4 Reasons Goat Cheese Is Better Than Cow Cheese July 6, 2018

Is your love for cheese overshadowed by the guilt of swallowing pure calories? Are you also one among those who wished for an ideal, calorie-free, and guilt-free cheese variety?

Well, I have some good news for you. There’s exactly the kind of cheese you and I wished for – and that’s goat cheese.

What’s more? Goat cheese comes with a host of health benefits, and you can cook up a storm with huge chunks of it. Wouldn’t you want to know all about it? Then, go on and scroll down!

Table Of Contents

What Is Goat Cheese?

Goat cheese is made from goat milk and is healthier and better than the cheese made from cow milk.

It has lesser lactose, lower sodium, smaller and easy to digest fats, and similar if not higher vitamins and minerals levels as compared to cow cheese. You will get a better picture when you look at the nutrition data later.

Like other cheese varieties, goat cheese is available in different types and textures. You have it unripened (fresh) or ripened, and the texture of each is defined as soft, semisoft, firm, or hard (indicating the moisture content).

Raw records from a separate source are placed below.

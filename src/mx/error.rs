use thiserror::Error;

/// Failures of the DNS side. Only [`check_mx`](super::check_mx) and
/// resolver construction return these; candidate resolution swallows them.
#[derive(Debug, Error)]
pub enum MxError {
    #[error("domain is empty")]
    EmptyDomain,
    #[error("domain {domain:?} cannot be converted to ASCII")]
    IdnaConversion {
        domain: String,
        #[source]
        source: idna::Errors,
    },
    #[error("system resolver unavailable: {source}")]
    ResolverInit {
        #[source]
        source: std::io::Error,
    },
    #[error("MX lookup for {domain} failed: {source}")]
    Lookup {
        domain: String,
        #[source]
        source: trust_dns_resolver::error::ResolveError,
    },
}

impl MxError {
    pub(crate) fn idna(domain: &str, source: idna::Errors) -> Self {
        Self::IdnaConversion {
            domain: domain.to_string(),
            source,
        }
    }

    pub(crate) fn resolver_init(source: std::io::Error) -> Self {
        Self::ResolverInit { source }
    }

    pub(crate) fn lookup(domain: &str, source: trust_dns_resolver::error::ResolveError) -> Self {
        Self::Lookup {
            domain: domain.to_string(),
            source,
        }
    }
}
use anyhow::{Context, Result};
use mailprobe_lib::{MxCandidateList, MxStatus, check_mx, normalize_domain};

/// Prints the MX records of `domain` and the order in which hosts would be
/// tried, implicit fallback included.
pub fn run(domain: &str) -> Result<()> {
    let ascii = normalize_domain(domain).with_context(|| format!("invalid domain '{domain}'"))?;
    let status = check_mx(&ascii).with_context(|| format!("MX lookup for '{domain}'"))?;
    for line in describe(&ascii, &status) {
        println!("{line}");
    }
    Ok(())
}

/// `ascii_domain` must already be normalized, as the prober sees it.
pub fn describe(ascii_domain: &str, status: &MxStatus) -> Vec<String> {
    let mut lines = Vec::new();
    match status {
        MxStatus::Records(records) => {
            for r in records {
                lines.push(format!("MX {:>5} {}", r.preference, r.exchange));
            }
        }
        MxStatus::NoRecords => lines.push("no MX records".to_string()),
    }
    let candidates = MxCandidateList::from_records(ascii_domain, status.records());
    for (i, host) in candidates.iter().enumerate() {
        lines.push(format!("try {} {host}", i + 1));
    }
    lines
}
//! Git hooks for Gigmarket development tools
//!
//! This crate provides the pre-commit hook implementation:
//! - Secret scanning over staged files

pub mod secrets;

pub use gigmarket_core::error::{exit_codes, Result};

You can either have the unripened, fresh one in your salads or let it age with some microbial cultures and use it similar to aged cow cheese.

But why should you switch from cow cheese to goat cheese? What gives goat cheese an upper hand and makes it a healthier alternative? The answers lie in its nutrition and biochemical composition and the effects it has on your body.

Read on to understand what I mean.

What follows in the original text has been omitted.